Eldridge's Tide Tables includes a page of the Sun's declination for the year and another of the times of Local Apparent Noon, 2018 scans attached.
Eyeballing the rough sight data I mentally estimated the time of the Sun passing over our meridian as after 16-37-30 and before 16-38-00 since the Sun crossed the Greenwich Meridian at 11-56-41 I subracted that time from 16-37-41 for ease of calculation giving our meridian as approximately 4hrs-41minutes which multiplyed by 15 degrees gives a longitude of 70°15'.

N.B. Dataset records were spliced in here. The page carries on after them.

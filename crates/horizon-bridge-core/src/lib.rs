//! Core systems for Horizon Bridge.
//!
//! This crate provides the machinery every Horizon Bridge widget is built on:
//!
//! - **Display**: The per-thread event loop, deferred events, timers and teardown
//! - **Handle Registry**: Maps native handles back to the widgets that own them
//! - **Event Tables**: Ordered listener storage with veto-capable events
//! - **Synchronizer**: `async_exec` / `sync_exec` marshalling onto the UI thread
//! - **Widget Lifecycle**: Construction, native handle ownership and disposal
//! - **Native Seam**: The [`NativeToolkit`] trait and an in-process [`HeadlessToolkit`]
//!
//! # Event Loop Example
//!
//! ```
//! use horizon_bridge_core::{Display, DisplayRegistry};
//!
//! let displays = DisplayRegistry::new();
//! let display = Display::new(&displays)?;
//!
//! let worker = display.clone();
//! std::thread::spawn(move || {
//!     worker.async_exec(|| println!("on the UI thread")).unwrap();
//! })
//! .join()
//! .unwrap();
//!
//! while display.read_and_dispatch()? {}
//! display.dispose()?;
//! # Ok::<(), horizon_bridge_core::Error>(())
//! ```
//!
//! # Listener Example
//!
//! ```
//! use horizon_bridge_core::{Event, EventTable, EventType, Listener};
//!
//! let mut table = EventTable::new();
//! table.hook(EventType::Verify, Listener::from_fn(|event| {
//!     event.text = event.text.to_uppercase();
//! }));
//!
//! let mut event = Event::new(EventType::Verify).with_text("abc");
//! table.send_event(&mut event).unwrap();
//! assert_eq!(event.text, "ABC");
//! ```

pub mod config;
mod data;
mod display;
mod display_registry;
mod error;
mod event;
pub mod event_table;
pub mod headless;
pub mod logging;
pub mod native;
mod registry;
mod style;
mod synchronizer;
pub mod thread_check;
mod timer;
pub mod widget;

pub use config::DisplayConfig;
pub use data::DataStore;
pub use display::{Display, DisplayBuilder};
pub use display_registry::DisplayRegistry;
pub use error::{Error, Result};
pub use event::{Event, EventDetail, EventType, StateMask};
pub use event_table::{EventTable, Listener, ListenerError, ListenerResult};
pub use headless::{HeadlessController, HeadlessToolkit};
pub use logging::{TreeFormatOptions, TreeStyle, WidgetTreeDebug};
pub use native::{
    Alignment, Handle, HandleClass, NativeCommand, NativeError, NativeEvent, NativeSignal,
    NativeToolkit, SignalKind, SortDirection, TextDirection, Waker,
};
pub use registry::{HandleRegistry, WidgetId};
pub use style::Style;
pub use synchronizer::Synchronizer;
pub use thread_check::ThreadAffinity;
pub use timer::{TimerId, TimerManager};
pub use widget::{
    Disposable, EventSource, NativeHandle, NativeHandleOwner, NativeWidget, Widget, WidgetBuilder,
    WidgetCore, WidgetData, WidgetState,
};

static_assertions::assert_impl_all!(Display: Send, Sync, Clone);
static_assertions::assert_impl_all!(DisplayRegistry: Send, Sync, Clone);
static_assertions::assert_impl_all!(Listener: Send, Sync, Clone);
static_assertions::assert_impl_all!(Error: Send, Sync, std::error::Error);
static_assertions::assert_impl_all!(WidgetCore: Send, Sync);
static_assertions::assert_impl_all!(HeadlessController: Send, Sync, Clone);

As my father, who admittedly was not a navigator but who was a scientist, would have said "that puts us within spitting distance."
Around 1989 I was rocking and rolling on an exposed Parks-Canada mooring bouy on the St. Lawrence River playing with a die-cast WWII emergency sextant I had picked up for a couple dollars in the flea market of the Clayton Antique Boat Show. Seeing that I was also using a scientific calculator along with it the gentleman on the adjacent mooring asked how accurate the readings were. When I told him it was giving me plus or minus about twelve miles he informed us he was a retired Royal Navy Captain and that was as good as he ever expected at sea.
By the way I have clipped out four years worth of these ephemeris from Eldridge enclosed them in plastic liners and carry them in my sextant case along with a copy of Bayless' version of H.O. 211. Wouldn't the Boy Scouts love me being prepared?